Create the main script:

cat > main.py <<'EOF'
#!/usr/bin/env python3
"""Main entry point for sales analysis"""
import sys
import argparse
from analyzer import load_data, analyze_revenue, create_visualizations, save_report

def main():
    parser = argparse.ArgumentParser(description='Analyze sales data')
    parser.add_argument('--input', default='data/sales.csv', help='Input CSV file')
    parser.add_argument('--output', default='report.txt', help='Output report file')
    parser.add_argument('--plots', action='store_true', help='Generate plots')
    args = parser.parse_args()

    print(f"Loading data from {args.input}...")
    df = load_data(args.input)
    print(f"✓ Loaded {len(df)} records")

    print("\nAnalyzing revenue...")
    stats = analyze_revenue(df)
    print(f"✓ Total revenue: ${stats['total']:.2f}")

    if args.plots:
        print("\nGenerating visualizations...")
        create_visualizations(df)

    print(f"\nSaving report to {args.output}...")
    save_report(stats, args.output)

    print("\n🎉 Analysis complete!")

if __name__ == '__main__':
    main()
EOF

Step 2.3: Add Dependencies

cat > requirements.txt <<'EOF'
pandas==2.0.3
matplotlib==3.7.2
EOF

Step 2.4: Copy Data

cp ../sales.csv data/

Step 2.5: Create Enhanced Manifest

cat > job.json <<'EOF'
{
  "entrypoint": "main.py",
  "interpreter": "python3",
  "args": ["--input", "data/sales.csv", "--plots"],
  "requirements": "requirements.txt",
  "outputs": ["report.txt", "plots/*.png"],
  "timeout": 300,
  "memory_mb": 512
}
EOF

Step 2.6: Submit Project

# Package entire project
tar czf ../analytics-project.tar.gz .

# Submit
cd ..
RESPONSE=$(curl -s -X POST http://localhost:8443/submit \
  -F "files=@analytics-project.tar.gz" \
  -F "manifest=$(cat analytics-project/job.json)")

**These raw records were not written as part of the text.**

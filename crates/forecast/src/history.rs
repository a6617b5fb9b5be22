use std::collections::VecDeque;

use chrono::{DateTime, Utc};
use serde::{Deserialize, Serialize};

use stockcast_core::{ProductId, ShelfLife};

/// A single sale as seen by the forecaster.
#[derive(Debug, Clone, PartialEq, Eq, Serialize, Deserialize)]
pub struct SalePoint {
    pub occurred_at: DateTime<Utc>,
    pub quantity: i64,
}

/// Point-in-time copy of everything a forecast needs to know about one product.
///
/// Built by callers under whatever lock guards the product, then used lock-free.
#[derive(Debug, Clone, PartialEq, Eq, Serialize, Deserialize)]
pub struct SalesSnapshot {
    pub product_id: ProductId,
    pub shelf_life: ShelfLife,
    pub inventory: i64,
    pub sales: Vec<SalePoint>,
}

/// An ordered sequence of recorded sales, oldest first.
///
/// The engine only ever looks at the most recent `window` entries, so a bounded
/// ring buffer, a query result, or a full in-memory ledger are interchangeable.
pub trait SalesHistory {
    /// Quantities of the last `window` sales (or fewer), oldest first.
    fn recent_quantities(&self, window: usize) -> Vec<i64>;

    /// True when no sale was ever recorded.
    fn is_empty(&self) -> bool {
        self.recent_quantities(1).is_empty()
    }
}

fn tail<T, I>(iter: I, len: usize, window: usize) -> Vec<T>
where
    I: Iterator<Item = T>,
{
    iter.skip(len.saturating_sub(window)).collect()
}

impl SalesHistory for [SalePoint] {
    fn recent_quantities(&self, window: usize) -> Vec<i64> {
        tail(self.iter().map(|s| s.quantity), self.len(), window)
    }

    fn is_empty(&self) -> bool {
        <[SalePoint]>::is_empty(self)
    }
}

impl SalesHistory for Vec<SalePoint> {
    fn recent_quantities(&self, window: usize) -> Vec<i64> {
        self.as_slice().recent_quantities(window)
    }

    fn is_empty(&self) -> bool {
        Vec::is_empty(self)
    }
}

impl SalesHistory for VecDeque<SalePoint> {
    fn recent_quantities(&self, window: usize) -> Vec<i64> {
        tail(self.iter().map(|s| s.quantity), self.len(), window)
    }

    fn is_empty(&self) -> bool {
        VecDeque::is_empty(self)
    }
}

impl SalesHistory for [i64] {
    fn recent_quantities(&self, window: usize) -> Vec<i64> {
        tail(self.iter().copied(), self.len(), window)
    }

    fn is_empty(&self) -> bool {
        <[i64]>::is_empty(self)
    }
}

impl SalesHistory for Vec<i64> {
    fn recent_quantities(&self, window: usize) -> Vec<i64> {
        self.as_slice().recent_quantities(window)
    }

    fn is_empty(&self) -> bool {
        Vec::is_empty(self)
    }
}

impl SalesHistory for SalesSnapshot {
    fn recent_quantities(&self, window: usize) -> Vec<i64> {
        self.sales.recent_quantities(window)
    }

    fn is_empty(&self) -> bool {
        self.sales.is_empty()
    }
}

#[cfg(test)]
mod tests {
    use super::*;

    fn points(qtys: &[i64]) -> Vec<SalePoint> {
        let now = Utc::now();
        qtys.iter()
            .map(|&quantity| SalePoint { occurred_at: now, quantity })
            .collect()
    }

    #[test]
    fn recent_quantities_keeps_the_tail_in_order() {
        let history = points(&[1, 2, 3, 4, 5]);
        assert_eq!(history.recent_quantities(3), vec![3, 4, 5]);
        assert_eq!(history.recent_quantities(30), vec![1, 2, 3, 4, 5]);
        assert!(history.recent_quantities(0).is_empty());
    }

    #[test]
    fn ring_buffer_and_list_agree() {
        let list = points(&[4, 8, 15, 16, 23, 42]);
        let ring: VecDeque<SalePoint> = list.iter().cloned().collect();
        assert_eq!(list.recent_quantities(4), ring.recent_quantities(4));
        assert_eq!(ring.recent_quantities(4), vec![15, 16, 23, 42]);
    }

    #[test]
    fn empty_history_reports_empty() {
        let empty: Vec<i64> = Vec::new();
        assert!(SalesHistory::is_empty(&empty));
        assert!(!SalesHistory::is_empty(&vec![0i64]));
        assert!(SalesHistory::is_empty(&VecDeque::<SalePoint>::new()));
    }

    struct Tail(Vec<i64>);

    impl SalesHistory for Tail {
        fn recent_quantities(&self, window: usize) -> Vec<i64> {
            self.0.recent_quantities(window)
        }
    }

    #[test]
    fn default_is_empty_follows_recent_quantities() {
        assert!(SalesHistory::is_empty(&Tail(Vec::new())));
        assert!(!SalesHistory::is_empty(&Tail(vec![3])));
    }
}
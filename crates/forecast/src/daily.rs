//! Per-day plan over a calendar date range.
//!
//! Repeats the single-horizon calculation once per day (horizon = 1), carrying a
//! projected inventory forward: each day's recommended order is assumed to be
//! received and that day's predicted sales consumed.

use chrono::NaiveDate;
use serde::{Deserialize, Serialize};

use stockcast_core::{DomainError, DomainResult, Horizon, ProductId};

use crate::engine::{Forecaster, order_quantity};
use crate::history::SalesSnapshot;

/// Longest range a single plan may cover, in days (inclusive).
pub const MAX_PLAN_DAYS: i64 = 366;

/// Parallel per-day sequences for one product.
#[derive(Debug, Clone, PartialEq, Serialize, Deserialize)]
pub struct DailyPlan {
    pub product_id: ProductId,
    pub dates: Vec<NaiveDate>,
    pub predicted_sales: Vec<i64>,
    pub recommended_order: Vec<i64>,
    /// Fraction of each day's order expected to exceed that day's demand.
    pub waste_risk: Vec<f64>,
}

impl DailyPlan {
    pub fn len(&self) -> usize {
        self.dates.len()
    }

    pub fn is_empty(&self) -> bool {
        self.dates.is_empty()
    }

    /// Saturates at `i64::MAX`.
    pub fn total_predicted(&self) -> i64 {
        saturating_total(&self.predicted_sales)
    }

    /// Saturates at `i64::MAX`.
    pub fn total_ordered(&self) -> i64 {
        saturating_total(&self.recommended_order)
    }
}

fn saturating_total(values: &[i64]) -> i64 {
    values.iter().fold(0i64, |total, &v| total.saturating_add(v))
}

/// Plan `start..=end` for the product in `snapshot`.
pub fn plan_daily<F: Forecaster>(
    forecaster: &F,
    snapshot: &SalesSnapshot,
    start: NaiveDate,
    end: NaiveDate,
) -> DomainResult<DailyPlan> {
    if end < start {
        return Err(DomainError::invalid_argument(
            "invalid date range: end_date is before start_date",
        ));
    }
    let span = (end - start).num_days() + 1;
    if span > MAX_PLAN_DAYS {
        return Err(DomainError::invalid_argument(format!(
            "invalid date range: at most {MAX_PLAN_DAYS} days may be planned"
        )));
    }

    let capacity = span as usize;
    let mut plan = DailyPlan {
        product_id: snapshot.product_id.clone(),
        dates: Vec::with_capacity(capacity),
        predicted_sales: Vec::with_capacity(capacity),
        recommended_order: Vec::with_capacity(capacity),
        waste_risk: Vec::with_capacity(capacity),
    };

    // Demand per day does not change across the range: the history is fixed.
    let predicted = forecaster.forecast(snapshot, snapshot.shelf_life, Horizon::ONE_DAY);
    let mut projected = snapshot.inventory;

    for date in start.iter_days().take(capacity) {
        let order = order_quantity(predicted, projected, snapshot.shelf_life, Horizon::ONE_DAY);
        let waste = if order > 0 {
            (order - predicted).max(0) as f64 / order as f64
        } else {
            0.0
        };

        plan.dates.push(date);
        plan.predicted_sales.push(predicted);
        plan.recommended_order.push(order);
        plan.waste_risk.push(waste);

        projected = projected.saturating_add(order).saturating_sub(predicted);
    }

    Ok(plan)
}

JOB_ID=$(echo $RESPONSE | jq -r '.job_id')
echo "Job submitted: $JOB_ID"

# Wait for completion (this may take 30-60 seconds for pip install)
echo "Installing dependencies..."
sleep 45

# Check status
curl http://localhost:8443/status/$JOB_ID | jq '.status'

Step 2.7: Download Results

# List available outputs
curl http://localhost:8443/outputs/$JOB_ID | jq

# Download all outputs as tarball
curl http://localhost:8443/download/$JOB_ID -o results.tar.gz
tar xzf results.tar.gz

# View files
ls -R plots/
cat report.txt

Dependency Installation

Sandrun installs dependencies in the sandbox on first use. This adds startup time but ensures complete isolation. For faster execution, use pre-built environments (next section).

Checkpoint 2

You've built a modular project with external dependencies! Notice how Sandrun automatically installed pandas and matplotlib without any local setup.

Part 3: Using Pre-Built Environments

Installing dependencies on every job is slow. Let's use Sandrun's pre-built environments for faster execution.

Step 3.1: List Available Environments

curl http://localhost:8443/environments | jq

Response:

{
  "environments": [
    {
      "name": "ml-basic",
      "packages": ["numpy", "pandas", "scikit-learn", "matplotlib"],
      "python_version": "3.10.12"
    },
    {
      "name": "data-science",
      "packages": ["numpy", "pandas", "matplotlib", "seaborn", "jupyter"],
      "python_version": "3.10.12"
    }
  ]
}

Step 3.2: Update Manifest

cd analytics-project

# Use ml-basic environment (has pandas and matplotlib pre-installed)
cat > job.json <<'EOF'
{
  "entrypoint": "main.py",
  "interpreter": "python3",
  "environment": "ml-basic",
  "args": ["--input", "data/sales.csv", "--plots"],
  "outputs": ["report.txt", "plots/*.png"],
  "timeout": 300,
  "memory_mb": 512
}
EOF

Environment Benefits

By specifying "environment": "ml-basic", we skip pip installation entirely. The job starts instantly because pandas and matplotlib are already available.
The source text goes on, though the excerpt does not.